A report from a conflict zone the world ignores

ALONG the road from the port city of Hodeida to Sana’a, Yemen’s capital, rugged mountains rise sharply from a coastal plain, then level off, giving way to a raised plateau. Old stone farmhouses overlook terraced fields, fed by mountain rains. To the south are lush forests, where baboons and wildcats live. Yemen’s vast deserts spread to the east. The diversity of the landscape is breathtaking. But amid all this natural beauty, there is misery.

Yemen was the poorest country in the Middle East even before the outbreak of war in 2014 between Houthi rebels and government forces. The conflict has heaped devastation upon poverty. Since fighting began Yemen has suffered the biggest cholera outbreak in modern history and is on the brink of the harshest famine the world has seen for decades. The conflict has shattered the water, education and health systems.
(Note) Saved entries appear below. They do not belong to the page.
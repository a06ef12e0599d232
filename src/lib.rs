//! # fplot
//!
//! fplot turns a free-text single-variable function such as `sin(x) + 5` into
//! a safely evaluable expression and samples it over a numeric range for
//! plotting.
//!
//! The grammar is closed: numbers, the variable `x`, the constants `pi` and
//! `e`, a fixed table of unary functions, `+ - * / ^` (with `**` as an alias of
//! `^`), negation and parentheses. Nothing is ever executed dynamically.

#![warn(
    clippy::redundant_clone,
    clippy::needless_pass_by_value,
    clippy::similar_names,
    clippy::large_enum_variant,
    clippy::string_lit_as_bytes,
    clippy::match_same_arms,
    clippy::nursery,
    clippy::perf,
    clippy::style,
    clippy::suspicious,
    clippy::correctness,
    clippy::complexity,
    clippy::pedantic,
    //missing_docs,
)]
#![allow(clippy::missing_errors_doc)]

/// Defines the structure of parsed expressions.
///
/// This module declares the `Expr` enum together with the operator, function
/// and constant tables it refers to. The AST is built by the parser and
/// traversed by the evaluator.
///
/// # Responsibilities
/// - Defines the node types of the closed expression grammar.
/// - Maps function and constant names to enums, and back.
/// - Renders trees in a fully parenthesized form for diagnostics.
pub mod ast;
/// Provides the error types of every stage.
///
/// This module defines the errors raised while validating a request, parsing
/// an expression and evaluating it, plus the unified error of a plot request
/// and the status message each error maps to.
///
/// # Responsibilities
/// - Defines error enums for all failure modes (input, parser, evaluator).
/// - Keeps parse and evaluation failures distinct internally.
/// - Collapses them into the single user-facing "Invalid function" message.
pub mod error;
/// Orchestrates parsing, evaluation and sampling.
///
/// This module ties together the lexer, parser, evaluator and sampler that
/// make up the core. All of it is pure: no shared state, no I/O.
///
/// # Responsibilities
/// - Provides the `ParsedFunction` type, parsed once per request.
/// - Evaluates it at arbitrary points with well-defined domain errors.
/// - Drives the evaluation across a sampling grid.
pub mod interpreter;
/// The caller-level plot request.
///
/// Validates the raw input fields, runs the core, and hands back either the
/// samples with their label or an error with its status message.
pub mod plot;
/// Floating-point helpers shared by the evaluator.
pub mod util;

use crate::{
    ast::Expr,
    error::{ParseError, PlotError},
    interpreter::{evaluator::core::EvalResult, function::ParsedFunction},
    plot::{Plot, PlotRequest},
};
pub use crate::interpreter::sampler::{
    DEFAULT_STEP, GridPolicy, SampleRange, SampleResult, Samples, sample,
};

/// Parses a function of `x` from free text.
///
/// # Errors
/// Returns a [`ParseError`] if the text is not a valid expression.
///
/// # Examples
/// ```
/// use fplot::{error::ParseError, parse};
///
/// assert!(parse("sin(x) + 5").is_ok());
/// assert!(matches!(parse("2x"), Err(ParseError::UnexpectedToken(_))));
/// ```
pub fn parse(text: &str) -> Result<ParsedFunction, ParseError> {
    ParsedFunction::parse(text)
}

/// Evaluates an expression tree at `x`.
///
/// # Errors
/// Returns an [`error::EvalError`] if the expression is undefined at `x`.
///
/// # Examples
/// ```
/// use fplot::{evaluate, parse};
///
/// let f = parse("x**2").unwrap();
/// assert_eq!(evaluate(f.expr(), 5.0), Ok(25.0));
/// assert_eq!(evaluate(f.expr(), -5.0), Ok(25.0));
/// ```
pub fn evaluate(expr: &Expr, x: f64) -> EvalResult<f64> {
    interpreter::evaluator::core::evaluate(expr, x)
}

/// Runs a plot request from the three raw input fields.
///
/// This is the whole pipeline: the fields are validated, the function is
/// parsed and then sampled with the default step of `0.01`.
///
/// # Errors
/// Returns a [`PlotError`]; [`PlotError::status_message`] gives the text to
/// show the user.
///
/// # Examples
/// ```
/// use fplot::plot_function;
///
/// let plot = plot_function("x^2", "-5", "5").unwrap();
/// assert_eq!(plot.samples()[0], (-5.0, 25.0));
///
/// let err = plot_function("x^2", "5", "-5").unwrap_err();
/// assert_eq!(err.status_message(), "x min must be less than x max");
/// ```
pub fn plot_function(function_text: &str, x_min: &str, x_max: &str) -> Result<Plot, PlotError> {
    PlotRequest::new(function_text, x_min, x_max).run()
}
use std::iter::Peekable;

use crate::{
    ast::{Constant, Expr, Function},
    error::ParseError,
    interpreter::{
        lexer::{Spanned, Token},
        parser::core::{
            ParseResult, descend, expect_closing_paren, parse_expression, within_depth,
        },
    },
};

/// The name of the sampling variable.
pub const VARIABLE_NAME: &str = "x";

/// Parses a unary expression.
///
/// The only prefix operator is `-`. It is right-associative, so `--x` parses
/// as `-(-x)`. Without a prefix the function delegates to [`parse_primary`].
///
/// Grammar:
/// ```text
///     unary := "-" unary
///            | primary
/// ```
pub(crate) fn parse_unary<'a, I>(tokens: &mut Peekable<I>, depth: usize) -> ParseResult<Expr>
    where I: Iterator<Item = &'a Spanned>
{
    if let Some((Token::Minus, position)) = tokens.peek() {
        let position = *position;
        tokens.next();
        let operand = parse_unary(tokens, descend(depth, position)?)?;
        within_depth(Expr::negate(operand), position)
    } else {
        parse_primary(tokens, depth)
    }
}

/// Parses a primary (atomic) expression.
///
/// Grammar:
/// ```text
///     primary := number
///              | identifier
///              | function "(" expression ")"
///              | "(" expression ")"
/// ```
///
/// # Errors
/// Returns [`ParseError::MissingOperand`] when the input ends or a `)` or
/// binary operator sits where an operand is required.
pub(crate) fn parse_primary<'a, I>(tokens: &mut Peekable<I>, depth: usize) -> ParseResult<Expr>
    where I: Iterator<Item = &'a Spanned>
{
    match tokens.peek() {
        Some((Token::Number(value), _)) => {
            let value = *value;
            tokens.next();
            Ok(Expr::Constant(value))
        },
        Some((Token::LParen, position)) => {
            let position = *position;
            parse_grouping(tokens, descend(depth, position)?)
        },
        Some((Token::Identifier(_), _)) => parse_identifier(tokens, depth),
        Some((Token::RParen
              | Token::Plus
              | Token::Minus
              | Token::Star
              | Token::Slash
              | Token::Caret,
              _))
        | None => Err(ParseError::MissingOperand),
    }
}

/// Parses a parenthesized expression one nesting level below the caller.
///
/// Grammar: `grouping := "(" expression ")"`
fn parse_grouping<'a, I>(tokens: &mut Peekable<I>, depth: usize) -> ParseResult<Expr>
    where I: Iterator<Item = &'a Spanned>
{
    tokens.next();
    let inner = parse_expression(tokens, depth)?;
    expect_closing_paren(tokens)?;
    Ok(inner)
}

/// Parses an identifier: a function call, the variable or a constant.
///
/// Names are resolved in a fixed order:
/// 1. a known function immediately followed by `(` is a call,
/// 2. `x` is the variable,
/// 3. `pi` and `e` are constants,
/// 4. anything else, including a bare function name, is unknown.
///
/// # Errors
/// Returns [`ParseError::UnknownIdentifier`] for an unresolvable name, and
/// propagates errors from the call argument.
fn parse_identifier<'a, I>(tokens: &mut Peekable<I>, depth: usize) -> ParseResult<Expr>
    where I: Iterator<Item = &'a Spanned>
{
    let name = match tokens.next() {
        Some((Token::Identifier(name), _)) => name,
        Some((_, position)) => return Err(ParseError::UnexpectedToken(*position)),
        None => return Err(ParseError::MissingOperand),
    };

    if let Some(function) = Function::from_name(name)
       && let Some((Token::LParen, position)) = tokens.peek()
    {
        let position = *position;
        tokens.next();
        let argument = parse_expression(tokens, descend(depth, position)?)?;
        expect_closing_paren(tokens)?;
        return within_depth(Expr::call(function, argument), position);
    }

    if name == VARIABLE_NAME {
        return Ok(Expr::Variable);
    }

    Constant::from_name(name).map(Expr::NamedConstant)
                             .ok_or_else(|| ParseError::UnknownIdentifier(name.clone()))
}
use log::debug;

use crate::{
    error::{EvalError, InputError},
    interpreter::function::ParsedFunction,
};

/// Default distance between two neighbouring sample points.
pub const DEFAULT_STEP: f64 = 0.01;
/// Upper bound on the number of points a single range may produce.
pub const MAX_SAMPLES: usize = 10_000_000;
/// Slack added before flooring the point count of a counted grid, so a range
/// that is a whole number of steps keeps its endpoint.
const COUNT_EPSILON: f64 = 1e-9;

/// The sampled points of a function, in increasing `x` order.
pub type Samples = Vec<(f64, f64)>;
/// Either every sample of a run, or the error that aborted it.
pub type SampleResult = Result<Samples, EvalError>;

/// How grid points are generated between the bounds.
#[derive(Debug, Clone, Copy, PartialEq, Eq, Default)]
pub enum GridPolicy {
    /// Start at `x_min` and repeatedly add `step` while `x <= x_max`.
    ///
    /// Rounding accumulates, so whether the endpoint itself is included
    /// depends on the exact bounds and step.
    #[default]
    Accumulate,
    /// Compute the point count up front and place point `i` at
    /// `x_min + i * step`. The endpoint is included whenever the range is a
    /// whole number of steps.
    Counted,
}

/// A validated sampling interval.
///
/// Construction enforces the invariants: both bounds finite,
/// `x_min < x_max`, a positive step that actually advances `x` across the
/// whole range, and at most [`MAX_SAMPLES`] points.
#[derive(Debug, Clone, Copy, PartialEq)]
pub struct SampleRange {
    x_min:  f64,
    x_max:  f64,
    step:   f64,
    policy: GridPolicy,
}

impl SampleRange {
    /// Creates a range with the default step of `0.01`.
    ///
    /// # Errors
    /// See [`Self::with_step`].
    ///
    /// # Example
    /// ```
    /// use fplot::interpreter::sampler::SampleRange;
    ///
    /// assert!(SampleRange::new(-5.0, 5.0).is_ok());
    /// assert!(SampleRange::new(5.0, -5.0).is_err());
    /// ```
    pub fn new(x_min: f64, x_max: f64) -> Result<Self, InputError> {
        Self::with_step(x_min, x_max, DEFAULT_STEP)
    }

    /// Creates a range with an explicit step.
    ///
    /// # Errors
    /// - [`InputError::NotANumber`] if a bound is not finite.
    /// - [`InputError::InvalidRange`] if `x_min >= x_max`.
    /// - [`InputError::InvalidStep`] if the step is not positive and finite,
    ///   or too small to change `x` at the magnitude of the bounds.
    /// - [`InputError::TooManySamples`] if the range would exceed
    ///   [`MAX_SAMPLES`] points.
    pub fn with_step(x_min: f64, x_max: f64, step: f64) -> Result<Self, InputError> {
        for bound in [x_min, x_max] {
            if !bound.is_finite() {
                return Err(InputError::NotANumber { text: bound.to_string() });
            }
        }
        if x_min >= x_max {
            return Err(InputError::InvalidRange { x_min, x_max });
        }
        if !(step.is_finite() && step > 0.0) {
            return Err(InputError::InvalidStep { step });
        }
        let magnitude = x_min.abs().max(x_max.abs());
        if magnitude + step == magnitude {
            return Err(InputError::InvalidStep { step });
        }

        #[allow(clippy::cast_precision_loss)]
        let limit = MAX_SAMPLES as f64;
        if (x_max - x_min) / step >= limit {
            return Err(InputError::TooManySamples { limit: MAX_SAMPLES });
        }

        Ok(Self { x_min,
                  x_max,
                  step,
                  policy: GridPolicy::default() })
    }

    /// Returns the same range with a different grid policy.
    #[must_use]
    pub const fn with_policy(mut self, policy: GridPolicy) -> Self {
        self.policy = policy;
        self
    }

    /// The lower bound.
    #[must_use]
    pub const fn x_min(&self) -> f64 {
        self.x_min
    }

    /// The upper bound.
    #[must_use]
    pub const fn x_max(&self) -> f64 {
        self.x_max
    }

    /// The distance between neighbouring points.
    #[must_use]
    pub const fn step(&self) -> f64 {
        self.step
    }

    /// The grid policy.
    #[must_use]
    pub const fn policy(&self) -> GridPolicy {
        self.policy
    }

    /// Iterates over the grid points of this range.
    ///
    /// # Example
    /// ```
    /// use fplot::interpreter::sampler::{GridPolicy, SampleRange};
    ///
    /// let range = SampleRange::with_step(0.0, 1.0, 0.25).unwrap()
    ///                                                   .with_policy(GridPolicy::Counted);
    /// let xs: Vec<f64> = range.grid().collect();
    /// assert_eq!(xs, vec![0.0, 0.25, 0.5, 0.75, 1.0]);
    /// ```
    pub fn grid(&self) -> Grid {
        let state = match self.policy {
            GridPolicy::Accumulate => GridState::Accumulate { next: self.x_min },
            GridPolicy::Counted => GridState::Counted { index: 0,
                                                        count: self.counted_len() },
        };
        Grid { range: *self,
               state }
    }

    #[allow(clippy::cast_possible_truncation, clippy::cast_sign_loss)]
    fn counted_len(&self) -> usize {
        ((self.x_max - self.x_min) / self.step + COUNT_EPSILON).floor() as usize + 1
    }
}

#[derive(Debug, Clone, Copy)]
enum GridState {
    Accumulate { next: f64 },
    Counted { index: usize, count: usize },
}

/// Iterator over the points of a [`SampleRange`].
#[derive(Debug, Clone)]
pub struct Grid {
    range: SampleRange,
    state: GridState,
}

impl Iterator for Grid {
    type Item = f64;

    fn next(&mut self) -> Option<f64> {
        match &mut self.state {
            GridState::Accumulate { next } => {
                let x = *next;
                if x > self.range.x_max {
                    return None;
                }
                *next += self.range.step;
                Some(x)
            },
            GridState::Counted { index, count } => {
                if *index >= *count {
                    return None;
                }
                #[allow(clippy::cast_precision_loss)]
                let x = (*index as f64).mul_add(self.range.step, self.range.x_min);
                *index += 1;
                Some(x)
            },
        }
    }
}

/// Evaluates `function` at every grid point of `range`.
///
/// Sampling is all or nothing: the first point at which the function is
/// undefined aborts the run and its error is returned instead of a partial
/// sequence.
///
/// # Errors
/// Returns the [`EvalError`] of the first failing point.
///
/// # Example
/// ```
/// use fplot::interpreter::{
///     function::ParsedFunction,
///     sampler::{SampleRange, sample},
/// };
///
/// let f = ParsedFunction::parse("x^2").unwrap();
/// let samples = sample(&f, &SampleRange::new(-5.0, 5.0).unwrap()).unwrap();
/// assert_eq!(samples[0], (-5.0, 25.0));
///
/// let g = ParsedFunction::parse("sqrt(x)").unwrap();
/// assert!(sample(&g, &SampleRange::new(-1.0, 1.0).unwrap()).is_err());
/// ```
pub fn sample(function: &ParsedFunction, range: &SampleRange) -> SampleResult {
    let samples = range.grid()
                       .map(|x| function.evaluate(x).map(|y| (x, y)))
                       .collect::<SampleResult>()
                       .inspect_err(|e| debug!("Sampling '{function}' failed: {e}"))?;

    debug!("Sampled '{function}' at {} points over [{}, {}] with step {} ({:?})",
           samples.len(),
           range.x_min,
           range.x_max,
           range.step,
           range.policy);

    Ok(samples)
}
//! Billhook - recurring billing and software licensing server for digital products
//!
//! This library provides the core functionality for the billhook service,
//! including the subscription lifecycle, the license store and its remote
//! activation API, payment gateway webhook ingestion, and renewal reminders.

pub mod billing;
pub mod config;
pub mod db;
pub mod email;
pub mod error;
pub mod extractors;
pub mod gateways;
pub mod handlers;
pub mod id;
pub mod licensing;
pub mod middleware;
pub mod models;
pub mod pagination;
pub mod rate_limit;
pub mod reminders;
pub mod util;
use serde::{Deserialize, Serialize};

use super::{BillingPeriod, double_option};

/// A purchasable digital product. Billing fields only apply when
/// `billing_period` is set; licensing fields only when `licensing_enabled`.
#[derive(Debug, Clone, Serialize, Deserialize)]
pub struct Product {
    pub id: String,
    pub name: String,
    pub slug: String,
    /// Latest released version, served by the update manifest endpoint.
    pub version: String,
    pub price_cents: i64,
    pub currency: String,
    /// One-time fee added to the first payment of a subscription.
    pub signup_fee_cents: i64,
    /// Free trial length in days (0 = no trial).
    pub trial_days: i64,
    /// None = one-time purchase, no recurring billing.
    pub billing_period: Option<BillingPeriod>,
    /// Total number of payments before the subscription completes
    /// (0 = renew until cancelled).
    pub bill_times: i64,
    pub licensing_enabled: bool,
    /// Default activation limit for new licenses (0 = unlimited).
    pub activation_limit: i64,
    /// License term in days (None = lifetime).
    pub license_length_days: Option<i64>,
    pub changelog: Option<String>,
    /// Download URL handed to clients with a valid license.
    pub package_url: Option<String>,
    pub created_at: i64,
    pub updated_at: i64,
}

#[derive(Debug, Deserialize)]
pub struct CreateProduct {
    pub name: String,
    /// Defaults to a slugified form of the name.
    #[serde(default)]
    pub slug: Option<String>,
    #[serde(default = "default_version")]
    pub version: String,
    pub price_cents: i64,
    #[serde(default = "default_currency")]
    pub currency: String,
    #[serde(default)]
    pub signup_fee_cents: i64,
    #[serde(default)]
    pub trial_days: i64,
    #[serde(default)]
    pub billing_period: Option<BillingPeriod>,
    #[serde(default)]
    pub bill_times: i64,
    #[serde(default)]
    pub licensing_enabled: bool,
    #[serde(default)]
    pub activation_limit: i64,
    #[serde(default)]
    pub license_length_days: Option<i64>,
    #[serde(default)]
    pub changelog: Option<String>,
    #[serde(default)]
    pub package_url: Option<String>,
}

fn default_version() -> String {
    "1.0.0".to_string()
}

fn default_currency() -> String {
    "usd".to_string()
}

#[derive(Debug, Default, Deserialize)]
pub struct UpdateProduct {
    #[serde(default)]
    pub name: Option<String>,
    #[serde(default)]
    pub version: Option<String>,
    #[serde(default)]
    pub price_cents: Option<i64>,
    #[serde(default)]
    pub signup_fee_cents: Option<i64>,
    #[serde(default)]
    pub trial_days: Option<i64>,
    #[serde(default)]
    pub bill_times: Option<i64>,
    #[serde(default)]
    pub licensing_enabled: Option<bool>,
    #[serde(default)]
    pub activation_limit: Option<i64>,
    /// `null` switches the product to lifetime licenses.
    #[serde(default, deserialize_with = "double_option")]
    pub license_length_days: Option<Option<i64>>,
    #[serde(default, deserialize_with = "double_option")]
    pub changelog: Option<Option<String>>,
    #[serde(default, deserialize_with = "double_option")]
    pub package_url: Option<Option<String>>,
}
The UN says that it is the world’s worst current humanitarian crisis. Three-quarters of the population of 28m need help.

The war in Yemen, and looming humanitarian catastrophe, has gone largely unnoticed beyond its borders. The fighting is rooted in old conflicts and now involves many groups, sucking in Yemen’s neighbours. But no single force has emerged that is strong enough or competent enough to hold the entire country together, making the prospects for peace dim. Read the rest of this entry »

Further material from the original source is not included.